Finally, none of this has anything to do with spoofing, because spoofing
doesn't need high cancel rates. If anything, making cancels more expensive
will encourage the behavior, because it will make traditional market making
more expensive (either explicitly or implicitly by requiring membership in a
cartel to be a market maker). Meanwhile, the spoofers trade is much higher
margin and can absorb the new extra cost more readily.

------
solve
His only big mistake was to not use the obvious loophole that traders have
been using for decades - put some kind of slightly black-box automated system
between you and the market. Train that system to do what you want, but now
it's being done in a way that takes some of the fine-grained control and
responsibility away from the human.

Exact same end-results, but it eliminates the human "intent" that this law
hinges on.

Is this whole controversy really that dumb? Yes.

Why are hackers and engineers so horrible at understanding trading, when they
first get into it? If I had to name one reason - it's because they've been
trained for their whole lives to assume that there is such a thing as a "real
price". There is no "real price" for anything in the world.

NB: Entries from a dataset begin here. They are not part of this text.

#[cfg(test)]
mod tests {
    use super::*;
    use tempfile::tempdir;

    fn sentinels() -> Vec<String> {
        vec!["Résultats".to_string()]
    }

    fn listing(name: &str, address: &str) -> ExtractedListing {
        ExtractedListing::new(name, "04 78 00 00 00", address)
    }

    #[test]
    fn second_insert_of_same_key_is_duplicate() {
        let dir = tempdir().unwrap();
        let stats = Arc::new(RunStats::new());
        let store = RecordStore::open(dir.path().join("log.csv"), &sentinels(), stats.clone()).unwrap();

        let first = store.try_insert(listing("Bowling X", "1 rue A"), "Lyon").unwrap();
        assert!(matches!(first, InsertOutcome::Accepted(_)));
        let second = store.try_insert(listing("Bowling X", "1 rue A"), "Lyon").unwrap();
        assert_eq!(second, InsertOutcome::Duplicate);

        assert_eq!(store.len(), 1);
        assert_eq!(read_records(store.path()).unwrap().len(), 1);
        let snap = stats.snapshot();
        assert_eq!((snap.total_records, snap.new_records, snap.duplicates), (1, 1, 1));
    }

    #[test]
    fn invalid_listings_are_never_accepted() {
        let dir = tempdir().unwrap();
        let stats = Arc::new(RunStats::new());
        let store = RecordStore::open(dir.path().join("log.csv"), &sentinels(), stats.clone()).unwrap();

        let cases = [
            (listing("", "2 rue B"), RejectReason::EmptyName),
            (listing("   ", "2 rue B"), RejectReason::EmptyName),
            (listing("Arcade Y", ""), RejectReason::EmptyAddress),
            (listing("Résultats", "3 rue C, 75001 Paris"), RejectReason::Placeholder),
        ];
        for (candidate, reason) in cases {
            assert_eq!(store.try_insert(candidate, "Paris").unwrap(), InsertOutcome::Rejected(reason));
        }
        assert!(store.is_empty());
        assert_eq!(stats.snapshot().rejected, 4);
        assert_eq!(stats.snapshot().duplicates, 0);
    }

    #[test]
    fn reload_reproduces_key_set() {
        let dir = tempdir().unwrap();
        let path = dir.path().join("log.csv");
        let expected = {
            let store = RecordStore::open(&path, &sentinels(), Arc::new(RunStats::new())).unwrap();
            store.try_insert(listing("A", "1 rue A"), "Lyon").unwrap();
            store.try_insert(listing("B", "2 rue B"), "Nice").unwrap();
            store
                .try_insert(listing("C", "3 rue C").with_website("https://c.example"), "Lille")
                .unwrap();
            store.keys()
        };

        let stats = Arc::new(RunStats::new());
        let reloaded = RecordStore::open(&path, &sentinels(), stats.clone()).unwrap();
        assert_eq!(reloaded.keys(), expected);
        assert_eq!(stats.snapshot().total_records, 3);
        assert_eq!(stats.snapshot().new_records, 0);
        assert_eq!(
            reloaded.try_insert(listing("A", "1 rue A"), "Lyon").unwrap(),
            InsertOutcome::Duplicate
        );
    }

    #[test]
    fn torn_trailing_row_is_discarded_and_log_stays_appendable() {
        let dir = tempdir().unwrap();
        let path = dir.path().join("log.csv");
        {
            let store = RecordStore::open(&path, &sentinels(), Arc::new(RunStats::new())).unwrap();
            store.try_insert(listing("A", "1 rue A"), "Lyon").unwrap();
        }
        let mut file = OpenOptions::new().append(true).open(&path).unwrap();
        file.write_all(b"B,04 00,\"2 rue").unwrap();
        drop(file);

        let store = RecordStore::open(&path, &sentinels(), Arc::new(RunStats::new())).unwrap();
        assert_eq!(store.len(), 1);
        store.try_insert(listing("B", "2 rue B"), "Lyon").unwrap();
        drop(store);

        let names: Vec<String> = read_records(&path).unwrap().into_iter().map(|r| r.name).collect();
        assert_eq!(names, vec!["A".to_string(), "B".to_string()]);
    }

    #[test]
    fn empty_file_gets_a_header() {
        let dir = tempdir().unwrap();
        let path = dir.path().join("log.csv");
        File::create(&path).unwrap();

        let store = RecordStore::open(&path, &sentinels(), Arc::new(RunStats::new())).unwrap();
        assert!(store.is_empty());
        let content = fs::read_to_string(&path).unwrap();
        assert_eq!(content.lines().next(), Some("name,phone,address,city,website,scraped_at"));
    }

    #[test]
    fn log_without_website_column_loads() {
        let dir = tempdir().unwrap();
        let path = dir.path().join("log.csv");
        fs::write(
            &path,
            "name,phone,address,city,scraped_at\nA,01,1 rue A,Paris,2024-05-01T10:00:00Z\n",
        )
        .unwrap();

        let store = RecordStore::open(&path, &sentinels(), Arc::new(RunStats::new())).unwrap();
        assert!(store.contains("A", "1 rue A"));
        store
            .try_insert(listing("B", "2 rue B").with_website("https://b.example"), "Paris")
            .unwrap();
        drop(store);

        let records = read_records(&path).unwrap();
        assert_eq!(records.len(), 2);
        assert_eq!(records[1].website, None);
    }

    #[test]
    fn failed_append_leaves_no_bytes_behind() {
        let dir = tempdir().unwrap();
        let path = dir.path().join("log.csv");
        let stats = Arc::new(RunStats::new());
        let store = RecordStore::open(&path, &sentinels(), stats.clone()).unwrap();

        // A read-only handle makes every write fail.
        store.inner.lock().unwrap().file = File::open(&path).unwrap();
        let failed = store.try_insert(listing("Bowling X", "1 rue A"), "Lyon");
        assert!(matches!(failed, Err(HarvestError::StorageWrite { .. })));
        assert!(!store.contains("Bowling X", "1 rue A"));
        assert_eq!(stats.snapshot().errors, 1);

        store.inner.lock().unwrap().file = OpenOptions::new().append(true).open(&path).unwrap();
        store.try_insert(listing("Arcade Y", "2 rue B"), "Lyon").unwrap();
        let names: Vec<String> = read_records(&path).unwrap().into_iter().map(|r| r.name).collect();
        assert_eq!(names, vec!["Arcade Y".to_string()]);

        // Seen again later, the listing is stored exactly once.
        let retried = store.try_insert(listing("Bowling X", "1 rue A"), "Lyon").unwrap();
        assert!(matches!(retried, InsertOutcome::Accepted(_)));
        drop(store);
        let reloaded = RecordStore::open(&path, &sentinels(), Arc::new(RunStats::new())).unwrap();
        assert_eq!(reloaded.len(), 2);
        assert_eq!(read_records(&path).unwrap().len(), 2);
    }

    #[test]
    fn concurrent_inserts_of_one_key_store_it_once() {
        let dir = tempdir().unwrap();
        let path = dir.path().join("log.csv");
        let stats = Arc::new(RunStats::new());
        let store = RecordStore::open(&path, &sentinels(), stats.clone()).unwrap();
        let barrier = std::sync::Barrier::new(8);

        let outcomes: Vec<InsertOutcome> = std::thread::scope(|scope| {
            let workers: Vec<_> = (0..8)
                .map(|_| {
                    scope.spawn(|| {
                        barrier.wait();
                        store.try_insert(listing("Bowling X", "1 rue A"), "Lyon").unwrap()
                    })
                })
                .collect();
            workers.into_iter().map(|w| w.join().unwrap()).collect()
        });

        let accepted = outcomes.iter().filter(|o| matches!(o, InsertOutcome::Accepted(_))).count();
        assert_eq!(accepted, 1);
        assert_eq!(stats.snapshot().duplicates, 7);
        assert_eq!(read_records(&path).unwrap().len(), 1);
    }

    #[test]
    fn foreign_csv_is_refused() {
        let dir = tempdir().unwrap();
        let path = dir.path().join("log.csv");
        fs::write(&path, "company,country\nAcme,FR\n").unwrap();

        let result = RecordStore::open(&path, &sentinels(), Arc::new(RunStats::new()));
        assert!(matches!(result, Err(HarvestError::Config(_))));
    }
}
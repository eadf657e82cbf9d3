use std::collections::BTreeSet;
use std::fs;
use std::path::{Path, PathBuf};

use log::{error, info};
use serde::{Deserialize, Serialize};

/// Regions finished in earlier runs, persisted as JSON so a restarted run
/// can skip them.
#[derive(Serialize, Deserialize, Default, Debug)]
pub struct ProgressState {
    pub completed_regions: BTreeSet<String>,
    #[serde(skip)]
    path: Option<PathBuf>,
}

impl ProgressState {
    /// A ledger that remembers nothing across runs.
    pub fn disabled() -> Self {
        ProgressState::default()
    }

    pub fn load<P: AsRef<Path>>(path: P) -> Self {
        let path = path.as_ref().to_path_buf();
        if !path.exists() {
            info!("No progress file found. Starting fresh.");
            return ProgressState {
                path: Some(path),
                ..ProgressState::default()
            };
        }

        let mut state = match fs::read_to_string(&path) {
            Ok(content) => match serde_json::from_str::<ProgressState>(&content) {
                Ok(state) => {
                    info!(
                        "Resumed previous session: {} regions already completed.",
                        state.completed_regions.len()
                    );
                    state
                }
                Err(e) => {
                    error!("Failed to parse progress file: {}. Starting fresh.", e);
                    ProgressState::default()
                }
            },
            Err(e) => {
                error!("Failed to read progress file: {}", e);
                ProgressState::default()
            }
        };
        state.path = Some(path);
        state
    }

    /// Forgets every completed region but keeps writing to the same file.
    pub fn cleared(mut self) -> Self {
        self.completed_regions.clear();
        self
    }

    pub fn mark_complete(&mut self, region: &str) {
        if self.completed_regions.insert(region.to_string()) {
            self.save();
        }
    }

    pub fn contains(&self, region: &str) -> bool {
        self.completed_regions.contains(region)
    }

    fn save(&self) {
        let Some(path) = &self.path else {
            return;
        };

        let json = match serde_json::to_string_pretty(self) {
            Ok(j) => j,
            Err(e) => {
                error!("Failed to serialize progress state: {}", e);
                return;
            }
        };

        // Written beside the target and renamed, so a crash never leaves a
        // half-written ledger.
        let tmp = path.with_extension("json.tmp");
        if let Err(e) = fs::write(&tmp, json).and_then(|_| fs::rename(&tmp, path)) {
            error!("Failed to write progress file {:?}: {}", path, e);
        }
    }
}
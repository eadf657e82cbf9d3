use serde::Serialize;
use std::fmt;
use std::sync::atomic::{AtomicU64, Ordering};

/// Run-wide counters, shared by every region worker.
#[derive(Debug, Default)]
pub struct RunStats {
    total_records: AtomicU64,
    new_records: AtomicU64,
    duplicates: AtomicU64,
    rejected: AtomicU64,
    /// One per failed region attempt.
    errors: AtomicU64,
    /// Region restarts actually performed; the last failed attempt of a
    /// region that gives up adds to `errors` only.
    retries: AtomicU64,
}

#[derive(Debug, Clone, Copy, Default, PartialEq, Eq, Serialize)]
pub struct StatsSnapshot {
    pub total_records: u64,
    pub new_records: u64,
    pub duplicates: u64,
    pub rejected: u64,
    pub errors: u64,
    pub retries: u64,
}

impl RunStats {
    pub fn new() -> Self {
        Self::default()
    }

    /// Sets the total to the number of records already on disk.
    pub fn seed_total(&self, existing: u64) {
        self.total_records.store(existing, Ordering::SeqCst);
    }

    pub fn record_accepted(&self) {
        self.new_records.fetch_add(1, Ordering::SeqCst);
        self.total_records.fetch_add(1, Ordering::SeqCst);
    }

    /// Returns the run-wide duplicate count including this one.
    pub fn record_duplicate(&self) -> u64 {
        self.duplicates.fetch_add(1, Ordering::SeqCst) + 1
    }

    pub fn record_rejected(&self) {
        self.rejected.fetch_add(1, Ordering::SeqCst);
    }

    pub fn record_error(&self) {
        self.errors.fetch_add(1, Ordering::SeqCst);
    }

    pub fn record_retry(&self) {
        self.retries.fetch_add(1, Ordering::SeqCst);
    }

    pub fn duplicates(&self) -> u64 {
        self.duplicates.load(Ordering::SeqCst)
    }

    pub fn snapshot(&self) -> StatsSnapshot {
        StatsSnapshot {
            total_records: self.total_records.load(Ordering::SeqCst),
            new_records: self.new_records.load(Ordering::SeqCst),
            duplicates: self.duplicates.load(Ordering::SeqCst),
            rejected: self.rejected.load(Ordering::SeqCst),
            errors: self.errors.load(Ordering::SeqCst),
            retries: self.retries.load(Ordering::SeqCst),
        }
    }
}

impl fmt::Display for StatsSnapshot {
    fn fmt(&self, f: &mut fmt::Formatter<'_>) -> fmt::Result {
        writeln!(f, "Total records : {}", self.total_records)?;
        writeln!(f, "New this run  : {}", self.new_records)?;
        writeln!(f, "Duplicates    : {}", self.duplicates)?;
        writeln!(f, "Rejected      : {}", self.rejected)?;
        writeln!(f, "Errors        : {}", self.errors)?;
        write!(f, "Restarts      : {}", self.retries)
    }
}

#[cfg(test)]
mod tests {
    use super::*;
    use std::sync::Arc;

    #[test]
    fn accepted_moves_both_totals() {
        let stats = RunStats::new();
        stats.seed_total(10);
        stats.record_accepted();
        let snap = stats.snapshot();
        assert_eq!(snap.total_records, 11);
        assert_eq!(snap.new_records, 1);
    }

    #[test]
    fn concurrent_increments_are_not_lost() {
        let stats = Arc::new(RunStats::new());
        let handles: Vec<_> = (0..8)
            .map(|_| {
                let stats = stats.clone();
                std::thread::spawn(move || {
                    for _ in 0..1000 {
                        stats.record_duplicate();
                    }
                })
            })
            .collect();
        for handle in handles {
            handle.join().unwrap();
        }
        assert_eq!(stats.duplicates(), 8000);
    }

    #[test]
    fn report_labels_retries_as_restarts() {
        let stats = RunStats::new();
        stats.record_error();
        stats.record_retry();
        stats.record_error();
        let text = stats.snapshot().to_string();
        assert!(text.contains("Errors        : 2"));
        assert!(text.contains("Restarts      : 1"));
    }
}
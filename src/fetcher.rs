use async_trait::async_trait;

use crate::error::Result;
use crate::record::ExtractedListing;

/// A visible result entry, identified by something stable across scrolls
/// (its detail link, typically).
#[derive(Debug, Clone, PartialEq, Eq, Hash)]
pub struct CardRef {
    pub id: String,
    /// Position in the feed when it was listed.
    pub index: usize,
}

impl CardRef {
    pub fn new(id: impl Into<String>, index: usize) -> Self {
        CardRef { id: id.into(), index }
    }
}

/// Access to a paginated result feed.
///
/// A session owns the on-screen state of one feed; extraction opens and
/// closes a card's detail view, so calls on one session are strictly
/// sequential.
#[async_trait]
pub trait PageFetcher: Send + Sync {
    type Session: Send;

    /// Load the feed for a search URL.
    async fn open(&self, url: &str) -> Result<Self::Session>;

    /// Decline a one-time consent interstitial if one is shown. Never fails.
    async fn dismiss_consent(&self, session: &mut Self::Session);

    /// Cards currently visible, in feed order.
    async fn list_cards(&self, session: &mut Self::Session) -> Result<Vec<CardRef>>;

    /// Read one card's fields. `None` when this card could not be read.
    async fn extract(&self, session: &mut Self::Session, card: &CardRef) -> Option<ExtractedListing>;

    /// Ask the feed for more cards.
    async fn scroll_more(&self, session: &mut Self::Session) -> Result<()>;

    async fn close(&self, session: Self::Session);
}
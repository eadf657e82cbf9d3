use std::time::Duration;

use log::{debug, info};
use rand::Rng;
use tokio_util::sync::CancellationToken;

use crate::config::DelayConfig;

/// Pause after a scroll request: fixed base plus random jitter, so the
/// request cadence is never constant.
pub async fn scroll_delay(config: &DelayConfig, cancel: &CancellationToken) -> bool {
    let wait = jittered(config.scroll_base_ms, config.scroll_jitter_ms);
    debug!("Waiting {:?} for more results to load...", wait);
    sleep_or_cancel(wait, cancel).await
}

/// Pause between two batches of regions.
pub async fn batch_delay(config: &DelayConfig, cancel: &CancellationToken) -> bool {
    let wait = between(config.batch_min_ms, config.batch_max_ms);
    info!("Waiting for {:.1} seconds (Batch Delay)...", wait.as_secs_f64());
    sleep_or_cancel(wait, cancel).await
}

/// Backoff before retrying a region: doubles per failed attempt, with jitter.
pub async fn retry_delay(config: &DelayConfig, failed_attempts: u32, cancel: &CancellationToken) -> bool {
    let base = config.retry_base_ms.saturating_mul(1 << failed_attempts.saturating_sub(1).min(6));
    let wait = jittered(base, base / 2);
    info!("Retrying in {:?}...", wait);
    sleep_or_cancel(wait, cancel).await
}

/// Sleeps for `wait`. Returns `false` if the token fired first.
pub async fn sleep_or_cancel(wait: Duration, cancel: &CancellationToken) -> bool {
    if wait.is_zero() {
        return !cancel.is_cancelled();
    }
    tokio::select! {
        _ = cancel.cancelled() => false,
        _ = tokio::time::sleep(wait) => true,
    }
}

fn jittered(base_ms: u64, jitter_ms: u64) -> Duration {
    let extra = if jitter_ms == 0 {
        0
    } else {
        rand::thread_rng().gen_range(0..=jitter_ms)
    };
    Duration::from_millis(base_ms + extra)
}

fn between(min_ms: u64, max_ms: u64) -> Duration {
    if max_ms <= min_ms {
        return Duration::from_millis(min_ms);
    }
    Duration::from_millis(rand::thread_rng().gen_range(min_ms..=max_ms))
}
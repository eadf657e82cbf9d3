use std::collections::{HashSet, VecDeque};
use std::sync::{Mutex, PoisonError};

/// FIFO of region names, each present at most once.
///
/// Regions are read from the front in batches and only removed once their
/// scrape has finished.
#[derive(Debug, Default)]
pub struct RegionQueue {
    regions: Mutex<VecDeque<String>>,
}

impl RegionQueue {
    /// Builds the queue, dropping blanks and later repeats of a name.
    pub fn new<I, S>(regions: I) -> Self
    where
        I: IntoIterator<Item = S>,
        S: Into<String>,
    {
        let mut seen = HashSet::new();
        let regions = regions
            .into_iter()
            .map(|r| r.into().trim().to_string())
            .filter(|r| !r.is_empty() && seen.insert(r.clone()))
            .collect();
        RegionQueue {
            regions: Mutex::new(regions),
        }
    }

    /// The next `size` regions, left in place.
    pub fn front_batch(&self, size: usize) -> Vec<String> {
        self.lock().iter().take(size).cloned().collect()
    }

    /// Removes finished regions.
    pub fn complete(&self, finished: &[String]) {
        self.lock().retain(|r| !finished.contains(r));
    }

    pub fn snapshot(&self) -> Vec<String> {
        self.lock().iter().cloned().collect()
    }

    pub fn len(&self) -> usize {
        self.lock().len()
    }

    pub fn is_empty(&self) -> bool {
        self.lock().is_empty()
    }

    fn lock(&self) -> std::sync::MutexGuard<'_, VecDeque<String>> {
        self.regions.lock().unwrap_or_else(PoisonError::into_inner)
    }
}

There is no one in
the world that has some inside access to the mythical "real price".

At the surface level, both fields have many similarities, but unlike the
engineering problems you've always dealt with, there is no clear undeniable
truth that will be eventually uncovered with enough work. Assume that's true,
now carefully consider the implications. If you can do that, you've crossed
the most difficult mental gap when transitioning from engineering to trading.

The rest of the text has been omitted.